Problem to solve
Given the material below, return only the lines starting at the line with "let rows = query" and ending at the line with "let mut query = sqlx::query_scalar::<_, i64>(&sql);", exactly as they appear.

Dataset extract
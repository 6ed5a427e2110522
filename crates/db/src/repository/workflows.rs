//! Workflow CRUD operations.

use chrono::Utc;
use engine::models::{Workflow, WorkflowStatus};
use sqlx::SqlitePool;

use crate::models::WorkflowRow;
use crate::DbError;

const WORKFLOW_COLUMNS: &str = "id, name, description, version, nodes, edges, schedule, config, \
     statistics, tags, status, priority, created_by, updated_by, created_at, updated_at, deleted_at";

/// Insert a new workflow row.
pub async fn create_workflow(pool: &SqlitePool, workflow: &Workflow) -> Result<(), DbError> {
    let row = WorkflowRow::from_domain(workflow)?;
    sqlx::query(
        "INSERT INTO workflows (id, name, description, version, nodes, edges, schedule, config, \
         statistics, tags, status, priority, created_by, updated_by, created_at, updated_at, deleted_at) \
         VALUES (?, ?, ?, ?, ?, ?, ?, ?, ?, ?, ?, ?, ?, ?, ?, ?, ?)",
    )
    .bind(&row.id)
    .bind(&row.name)
    .bind(&row.description)
    .bind(&row.version)
    .bind(&row.nodes)
    .bind(&row.edges)
    .bind(&row.schedule)
    .bind(&row.config)
    .bind(&row.statistics)
    .bind(&row.tags)
    .bind(&row.status)
    .bind(row.priority)
    .bind(&row.created_by)
    .bind(&row.updated_by)
    .bind(row.created_at)
    .bind(row.updated_at)
    .bind(row.deleted_at)
    .execute(pool)
    .await?;
    Ok(())
}

/// Fetch a single live workflow by id.
pub async fn get_workflow(pool: &SqlitePool, id: &str) -> Result<Workflow, DbError> {
    let sql = format!("SELECT {WORKFLOW_COLUMNS} FROM workflows WHERE id = ? AND deleted_at IS NULL");
    let row: Option<WorkflowRow> = sqlx::query_as(&sql).bind(id).fetch_optional(pool).await?;
    row.ok_or(DbError::NotFound)?.into_domain()
}

/// Overwrite every column of an existing workflow row.
pub async fn update_workflow(pool: &SqlitePool, workflow: &Workflow) -> Result<(), DbError> {
    let row = WorkflowRow::from_domain(workflow)?;
    let result = sqlx::query(
        "UPDATE workflows SET name = ?, description = ?, version = ?, nodes = ?, edges = ?, \
         schedule = ?, config = ?, statistics = ?, tags = ?, status = ?, priority = ?, \
         created_by = ?, updated_by = ?, updated_at = ? \
         WHERE id = ? AND deleted_at IS NULL",
    )
    .bind(&row.name)
    .bind(&row.description)
    .bind(&row.version)
    .bind(&row.nodes)
    .bind(&row.edges)
    .bind(&row.schedule)
    .bind(&row.config)
    .bind(&row.statistics)
    .bind(&row.tags)
    .bind(&row.status)
    .bind(row.priority)
    .bind(&row.created_by)
    .bind(&row.updated_by)
    .bind(Utc::now())
    .bind(&row.id)
    .execute(pool)
    .await?;

    if result.rows_affected() == 0 {
        return Err(DbError::NotFound);
    }
    Ok(())
}

/// Update only the status column, leaving the JSON blobs untouched.
pub async fn update_workflow_status(
    pool: &SqlitePool,
    id: &str,
    status: WorkflowStatus,
) -> Result<(), DbError> {
    let result = sqlx::query(
        "UPDATE workflows SET status = ?, updated_at = ? WHERE id = ? AND deleted_at IS NULL",
    )
    .bind(status.to_string())
    .bind(Utc::now())
    .bind(id)
    .execute(pool)
    .await?;

    if result.rows_affected() == 0 {
        return Err(DbError::NotFound);
    }
    Ok(())
}

/// List live workflows, optionally filtered by status, newest first.
pub async fn list_workflows(
    pool: &SqlitePool,
    status: Option<WorkflowStatus>,
    offset: u32,
    limit: u32,
) -> Result<Vec<Workflow>, DbError> {
    let mut sql = format!("SELECT {WORKFLOW_COLUMNS} FROM workflows WHERE deleted_at IS NULL");
    if status.is_some() {
        sql.push_str(" AND status = ?");
    }
    sql.push_str(" ORDER BY created_at DESC LIMIT ? OFFSET ?");

    let mut query = sqlx::query_as::<_, WorkflowRow>(&sql);
    if let Some(status) = status {
        query = query.bind(status.to_string());
    }
    let rows = query
        .bind(i64::from(limit))
        .bind(i64::from(offset))
        .fetch_all(pool)
        .await?;

    rows.into_iter().map(WorkflowRow::into_domain).collect()
}

/// Count live workflows, optionally filtered by status.
pub async fn count_workflows(
    pool: &SqlitePool,
    status: Option<WorkflowStatus>,
) -> Result<i64, DbError> {
    let mut sql = String::from("SELECT COUNT(*) FROM workflows WHERE deleted_at IS NULL");
    if status.is_some() {
        sql.push_str(" AND status = ?");
    }
    let mut query = sqlx::query_scalar::<_, i64>(&sql);
    if let Some(status) = status {
        query = query.bind(status.to_string());
    }
    Ok(query.fetch_one(pool).await?)
}

/// Soft-delete a workflow and all its executions in one transaction:
/// child executions first, then the workflow row.
pub async fn delete_workflow(pool: &SqlitePool, id: &str) -> Result<(), DbError> {
    let mut tx = pool.begin().await?;
    let now = Utc::now();

    sqlx::query(
        "UPDATE executions SET deleted_at = ?, updated_at = ? \
         WHERE workflow_id = ? AND deleted_at IS NULL",
    )
    .bind(now)
    .bind(now)
    .bind(id)
    .execute(&mut *tx)
    .await?;

    let result = sqlx::query(
        "UPDATE workflows SET deleted_at = ?, updated_at = ? WHERE id = ? AND deleted_at IS NULL",
    )
    .bind(now)
    .bind(now)
    .bind(id)
    .execute(&mut *tx)
    .await?;

    if result.rows_affected() == 0 {
        tx.rollback().await?;
        return Err(DbError::NotFound);
    }

    tx.commit().await?;
    Ok(())
}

Answer space
    let rows = query
        .bind(i64::from(limit))
        .bind(i64::from(offset))
        .fetch_all(pool)
        .await?;

    rows.into_iter().map(WorkflowRow::into_domain).collect()
}

/// Count live workflows, optionally filtered by status.
pub async fn count_workflows(
    pool: &SqlitePool,
    status: Option<WorkflowStatus>,
) -> Result<i64, DbError> {
    let mut sql = String::from("SELECT COUNT(*) FROM workflows WHERE deleted_at IS NULL");
    if status.is_some() {
        sql.push_str(" AND status = ?");
    }
    let mut query = sqlx::query_scalar::<_, i64>(&sql);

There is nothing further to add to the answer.